When John Prescott used to wax garrulous about a ‘superhighway’ from Hull to Liverpool, everyone assumed it was a wheeze to spray southern taxpayers’ money across the region he saw as his power base. When George Osborne decided to ‘start a conversation’ this week about a super-city along the same route, an English equivalent of Germany’s Ruhr valley connected by yet another decades-away high-speed rail project, everyone assumed it was about recapturing votes in northern conurbations where Tory MPs and councillors are an endangered species.
But on past form you’d still expect me — ardent northerner and rail buff that
I am — to embrace this back-of-a-Downing-Street-envelope concept, however cynical its origin; and yes, I’m ready to do so. It makes at least as much sense to upgrade the trans-Pennine rail route to ‘HS3’ for Osborne’s vague estimate of £7 billion as it does to go the whole hog for £42 billion and counting with HS2 from London to the north.
As for the ‘super-city’, doubters say it’s
a recipe for strife between rival local authorities, and that any entity that has Saddleworth Moor in the middle of it will never make a conurbation. But the jockeying for position would bring out the best in each of the component cities, like some urban X Factor contest. Liverpool, currently hosting the International Festival of Business that is Britain’s biggest trade fair for more than half a century, might grab the sales and marketing portfolio.

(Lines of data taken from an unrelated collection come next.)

//! Decoding of a single node block.

use std::fmt;

use crate::{
    error::{DecodeError, Result},
    interval::IntervalRecord,
    layout::{self, common, core_node, BlockLayout, CoreLayout, Field, INTERVAL_RECORD_SIZE},
};

/// Unique identifier of a node, independent of where its block is stored.
#[derive(
    Ord,
    PartialOrd,
    Eq,
    PartialEq,
    Copy,
    Clone,
    Hash,
    Debug,
    derive_more::From,
    derive_more::Into,
    derive_more::Display,
)]
pub struct SeqNumber(pub u32);

/// Raw `parent_seq_number` of the root node (-1 as written by the tree writer).
pub const ROOT_SENTINEL: u32 = u32::MAX;

#[derive(Clone, Copy, Debug, PartialEq, Eq, Hash)]
pub enum ParentRef {
    Root,
    ChildOf(SeqNumber),
}

impl ParentRef {
    pub fn from_raw(raw: u32) -> Self {
        if raw == ROOT_SENTINEL {
            ParentRef::Root
        } else {
            ParentRef::ChildOf(SeqNumber(raw))
        }
    }

    pub fn to_raw(self) -> u32 {
        match self {
            ParentRef::Root => ROOT_SENTINEL,
            ParentRef::ChildOf(seq) => seq.0,
        }
    }

    pub fn seq_number(self) -> Option<SeqNumber> {
        match self {
            ParentRef::Root => None,
            ParentRef::ChildOf(seq) => Some(seq),
        }
    }

    pub fn is_root(self) -> bool {
        self == ParentRef::Root
    }
}

impl fmt::Display for ParentRef {
    fn fmt(&self, f: &mut fmt::Formatter<'_>) -> fmt::Result {
        match self {
            ParentRef::Root => write!(f, "root"),
            ParentRef::ChildOf(seq) => write!(f, "{}", seq),
        }
    }
}

#[derive(Clone, Copy, Debug, PartialEq, Eq, Hash)]
pub enum NodeKind {
    Core,
    Leaf,
    Unknown(u8),
}

impl NodeKind {
    pub fn from_tag(tag: u8) -> Self {
        match tag {
            1 => NodeKind::Core,
            2 => NodeKind::Leaf,
            other => NodeKind::Unknown(other),
        }
    }

    pub fn tag(self) -> u8 {
        match self {
            NodeKind::Core => 1,
            NodeKind::Leaf => 2,
            NodeKind::Unknown(tag) => tag,
        }
    }
}

impl fmt::Display for NodeKind {
    fn fmt(&self, f: &mut fmt::Formatter<'_>) -> fmt::Result {
        match self {
            NodeKind::Core => write!(f, "core"),
            NodeKind::Leaf => write!(f, "leaf"),
            NodeKind::Unknown(tag) => write!(f, "unknown ({})", tag),
        }
    }
}

/// Fields which depend on the node kind.
#[derive(Clone, Copy, Debug, PartialEq, Eq)]
pub enum SpecificHeader {
    Core { extended: bool, children_count: u32 },
    Leaf,
    /// Unrecognized type tag: nothing past the common header was read.
    Unknown,
}

#[derive(Clone, Copy, Debug, PartialEq, Eq)]
pub struct ChildEntry {
    pub seq_number: SeqNumber,
    pub start: u32,
}

#[derive(Clone, Debug, PartialEq, Eq)]
pub struct NodeRecord {
    pub kind: NodeKind,
    pub start: u32,
    pub end: u32,
    pub seq_number: SeqNumber,
    pub parent: ParentRef,
    pub interval_count: u32,
    /// Passed through, never followed by the decoder.
    pub var_data_offset: u32,
    pub done: bool,
    pub specific: SpecificHeader,
    pub children: Vec<ChildEntry>,
    pub intervals: Vec<IntervalRecord>,
}

impl NodeRecord {
    pub fn is_root(&self) -> bool {
        self.parent.is_root()
    }

    /// Declared children count; 0 for anything but core nodes.
    pub fn children_count(&self) -> u32 {
        match self.specific {
            SpecificHeader::Core { children_count, .. } => children_count,
            _ => 0,
        }
    }
}

/// A decoded block, plus the recoverable problem found while decoding it, if any.
#[derive(Clone, Debug, PartialEq, Eq)]
pub struct DecodedNode {
    pub record: NodeRecord,
    /// Only ever [DecodeError::UnknownNodeType].
    pub issue: Option<DecodeError>,
}

/// Decodes one block of a tree whose core nodes have room for `max_children` children.
///
/// An unknown type tag is not an error: the common header is returned with
/// [SpecificHeader::Unknown] and the condition is reported in [DecodedNode::issue].
/// Any field which would be read past the end of `block` fails with [DecodeError::TruncatedInput].
pub fn decode_block(block: &[u8], max_children: u32) -> Result<DecodedNode> {
    let kind = NodeKind::from_tag(common::TYPE_TAG.read(block)?);
    let mut record = NodeRecord {
        kind,
        start: common::START.read(block)?,
        end: common::END.read(block)?,
        seq_number: common::SEQ_NUMBER.read(block)?.into(),
        parent: ParentRef::from_raw(common::PARENT_SEQ_NUMBER.read(block)?),
        interval_count: common::INTERVAL_COUNT.read(block)?,
        var_data_offset: common::VAR_DATA_OFFSET.read(block)?,
        done: common::DONE.read(block)? != 0,
        specific: SpecificHeader::Unknown,
        children: vec![],
        intervals: vec![],
    };

    match kind {
        NodeKind::Core => {
            let children_count = core_node::CHILDREN_COUNT.read(block)?;
            record.specific = SpecificHeader::Core {
                extended: core_node::EXTENDED.read(block)? != 0,
                children_count,
            };
            record.children = read_children(block, max_children, children_count)?;
        }
        NodeKind::Leaf => record.specific = SpecificHeader::Leaf,
        NodeKind::Unknown(tag) => {
            return Ok(DecodedNode {
                record,
                issue: Some(DecodeError::UnknownNodeType { tag }),
            })
        }
    }

    record.intervals = read_intervals(block, kind, max_children, record.interval_count)?;
    Ok(DecodedNode {
        record,
        issue: None,
    })
}

fn read_children(block: &[u8], max_children: u32, children_count: u32) -> Result<Vec<ChildEntry>> {
    // Entries past the array capacity don't exist in the layout.
    let capacity = CoreLayout.children_capacity(max_children);
    let count = children_count.min(capacity);
    if count < children_count {
        log::debug!(
            "children count {} exceeds capacity {}, reading {}",
            children_count,
            capacity,
            count
        );
    }

    (0..count)
        .map(|i| {
            let seq_at = layout::checked("child seq number", layout::child_seq_offset(i), block)?;
            let start_at = layout::checked(
                "child start",
                layout::child_start_offset(max_children, i),
                block,
            )?;
            Ok(ChildEntry {
                seq_number: Field::<u32>::at_offset("child seq number", seq_at)
                    .read(block)?
                    .into(),
                start: Field::<u32>::at_offset("child start", start_at).read(block)?,
            })
        })
        .collect()
}

fn read_intervals(
    block: &[u8],
    kind: NodeKind,
    max_children: u32,
    interval_count: u32,
) -> Result<Vec<IntervalRecord>> {
    // No region to read, even if the base lies past the block.
    if interval_count == 0 {
        return Ok(vec![]);
    }
    let base = layout::checked("interval", layout::intervals_base(kind, max_children), block)?;
    let len = layout::checked(
        "interval",
        (interval_count as usize).checked_mul(INTERVAL_RECORD_SIZE),
        block,
    )?;
    let region = layout::region(block, "interval", base, len)?;
    region
        .chunks_exact(INTERVAL_RECORD_SIZE)
        .map(IntervalRecord::read)
        .collect()
}

#[cfg(test)]
mod tests {
    use super::*;
    use crate::{
        fixture,
        interval::ValueType,
        layout::{COMMON_HEADER_SIZE, INTERVAL_RECORD_SIZE},
    };

    fn leaf(seq: u32, parent: ParentRef, intervals: Vec<IntervalRecord>) -> NodeRecord {
        NodeRecord {
            kind: NodeKind::Leaf,
            start: 100,
            end: 200,
            seq_number: SeqNumber(seq),
            parent,
            interval_count: intervals.len() as u32,
            var_data_offset: 256,
            done: true,
            specific: SpecificHeader::Leaf,
            children: vec![],
            intervals,
        }
    }

    fn interval(attribute: u32, value_type: u8, value: u32) -> IntervalRecord {
        IntervalRecord {
            start: 110,
            end: 120,
            attribute,
            value_type: ValueType::from_tag(value_type),
            value,
        }
    }

    #[test]
    fn parent_sentinel() {
        assert_eq!(ParentRef::from_raw(0xFFFF_FFFF), ParentRef::Root);
        assert_eq!(ParentRef::from_raw(0), ParentRef::ChildOf(SeqNumber(0)));
        assert_eq!(ParentRef::Root.to_raw(), u32::MAX);
        assert_eq!(ParentRef::Root.to_string(), "root");
        assert_eq!(ParentRef::ChildOf(SeqNumber(4)).to_string(), "4");
        assert_eq!(ParentRef::ChildOf(SeqNumber(4)).seq_number(), Some(SeqNumber(4)));
    }

    #[test]
    fn common_header_offsets() {
        let mut block = vec![0u8; 64];
        block[0] = 2;
        block[1..5].copy_from_slice(&5u32.to_le_bytes());
        block[9..13].copy_from_slice(&6u32.to_le_bytes());
        block[17..21].copy_from_slice(&7u32.to_le_bytes());
        block[21..25].copy_from_slice(&[0xff; 4]);
        block[29..33].copy_from_slice(&64u32.to_le_bytes());
        block[33] = 1;

        let decoded = decode_block(&block, 3).unwrap();
        assert_eq!(decoded.issue, None);
        let r = decoded.record;
        assert_eq!(r.kind, NodeKind::Leaf);
        assert_eq!((r.start, r.end), (5, 6));
        assert_eq!(r.seq_number, SeqNumber(7));
        assert!(r.is_root());
        assert_eq!(r.interval_count, 0);
        assert_eq!(r.var_data_offset, 64);
        assert!(r.done);
        assert!(r.children.is_empty());
    }

    #[test]
    fn leaf_intervals() {
        let record = leaf(
            3,
            ParentRef::ChildOf(SeqNumber(1)),
            vec![interval(1, 0, 5), interval(2, 3, 1.0f32.to_bits())],
        );
        let block = fixture::encode_block(&record, 128, 4).unwrap();
        let decoded = decode_block(&block, 4).unwrap();
        assert_eq!(decoded.record, record);
        // Leaf intervals start right after the common header.
        assert_eq!(block[COMMON_HEADER_SIZE + 16], 1);
        assert_eq!(block[COMMON_HEADER_SIZE + INTERVAL_RECORD_SIZE + 16], 2);
    }

    #[test]
    fn core_children_and_intervals() {
        let record = NodeRecord {
            kind: NodeKind::Core,
            start: 0,
            end: 1000,
            seq_number: SeqNumber(0),
            parent: ParentRef::Root,
            interval_count: 1,
            var_data_offset: 512,
            done: false,
            specific: SpecificHeader::Core {
                extended: false,
                children_count: 2,
            },
            children: vec![
                ChildEntry {
                    seq_number: SeqNumber(1),
                    start: 0,
                },
                ChildEntry {
                    seq_number: SeqNumber(2),
                    start: 500,
                },
            ],
            intervals: vec![interval(9, 9, 77)],
        };
        let block = fixture::encode_block(&record, 512, 5).unwrap();
        assert_eq!(&block[46..50], &2u32.to_le_bytes());
        assert_eq!(&block[42 + 20 + 8..42 + 20 + 12], &500u32.to_le_bytes());
        assert_eq!(block[42 + 60 + 20], 9);

        let decoded = decode_block(&block, 5).unwrap();
        assert_eq!(decoded.issue, None);
        assert_eq!(decoded.record, record);
        assert_eq!(decoded.record.children_count(), 2);
    }

    #[test]
    fn unknown_type_keeps_common_fields() {
        let mut block = fixture::encode_block(
            &leaf(9, ParentRef::ChildOf(SeqNumber(2)), vec![interval(1, 0, 1)]),
            128,
            4,
        )
        .unwrap();
        block[0] = 5;

        let decoded = decode_block(&block, 4).unwrap();
        assert_eq!(decoded.issue, Some(DecodeError::UnknownNodeType { tag: 5 }));
        let r = decoded.record;
        assert_eq!(r.kind, NodeKind::Unknown(5));
        assert_eq!(r.seq_number, SeqNumber(9));
        assert_eq!(r.parent, ParentRef::ChildOf(SeqNumber(2)));
        assert_eq!(r.interval_count, 1);
        assert_eq!(r.specific, SpecificHeader::Unknown);
        assert!(r.children.is_empty());
        assert!(r.intervals.is_empty());
    }

    #[test]
    fn truncated_intervals() {
        let record = leaf(1, ParentRef::Root, vec![interval(1, 0, 1); 3]);
        let block = fixture::encode_block(&record, 128, 4).unwrap();
        // Room for the header and two records, not three.
        let short = &block[..COMMON_HEADER_SIZE + 2 * INTERVAL_RECORD_SIZE + 10];
        assert_eq!(
            decode_block(short, 4),
            Err(DecodeError::TruncatedInput {
                field: "interval",
                needed: COMMON_HEADER_SIZE + 3 * INTERVAL_RECORD_SIZE,
                available: short.len()
            })
        );
    }

    #[test]
    fn small_core_block_without_intervals() {
        // 64 bytes holds the core header but not the arrays for 50 children.
        let mut block = vec![0u8; 64];
        block[0] = 1;
        block[17..21].copy_from_slice(&3u32.to_le_bytes());
        let decoded = decode_block(&block, 50).unwrap();
        assert_eq!(decoded.issue, None);
        assert_eq!(decoded.record.seq_number, SeqNumber(3));
        assert_eq!(decoded.record.children_count(), 0);
        assert!(decoded.record.intervals.is_empty());

        // A single declared interval is still past the end.
        block[25..29].copy_from_slice(&1u32.to_le_bytes());
        assert_eq!(
            decode_block(&block, 50),
            Err(DecodeError::TruncatedInput {
                field: "interval",
                needed: 42 + 12 * 50 + INTERVAL_RECORD_SIZE,
                available: 64
            })
        );
    }

    #[test]
    fn huge_interval_count() {
        let mut block = fixture::encode_block(&leaf(1, ParentRef::Root, vec![]), 64, 0).unwrap();
        block[25..29].copy_from_slice(&u32::MAX.to_le_bytes());
        assert!(matches!(
            decode_block(&block, 0),
            Err(DecodeError::TruncatedInput { .. })
        ));
    }

    #[test]
    fn truncated_common_header() {
        assert!(matches!(
            decode_block(&[1, 0, 0], 4),
            Err(DecodeError::TruncatedInput { field: "start", .. })
        ));
        assert!(matches!(
            decode_block(&[], 4),
            Err(DecodeError::TruncatedInput { field: "type", .. })
        ));
    }

    #[test]
    fn truncated_children() {
        let mut block = vec![0u8; 50];
        block[0] = 1;
        block[38..42].copy_from_slice(&3u32.to_le_bytes());
        // The third child seq number would end at 54.
        assert!(matches!(
            decode_block(&block, 4),
            Err(DecodeError::TruncatedInput { .. })
        ));
    }

    #[test]
    fn children_count_past_capacity() {
        let mut block = vec![0u8; 42 + 12 * 2];
        block[0] = 1;
        block[38..42].copy_from_slice(&7u32.to_le_bytes());
        block[42..46].copy_from_slice(&4u32.to_le_bytes());
        block[46..50].copy_from_slice(&5u32.to_le_bytes());
        let r = decode_block(&block, 2).unwrap().record;
        assert_eq!(r.children_count(), 7);
        let seqs: Vec<_> = r.children.iter().map(|c| c.seq_number).collect();
        assert_eq!(seqs, [SeqNumber(4), SeqNumber(5)]);
    }
}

At the other end of the line, Hull might extend its role as 2017’s ‘UK City of Culture’. York, advertising itself as ‘the northern tiger’, will clamour for a curve in the route that will allow it to get in on the act. Leeds, still reeling from the boom and bust of the past decade, might find a way to raise its game at last.
As for Manchester — conference destination, hub airport and birthplace of free trade, computer science and the miracle material that is graphene — it has the most progressive administration of any English city, and the most coherent networks of civic, business and university bigwigs.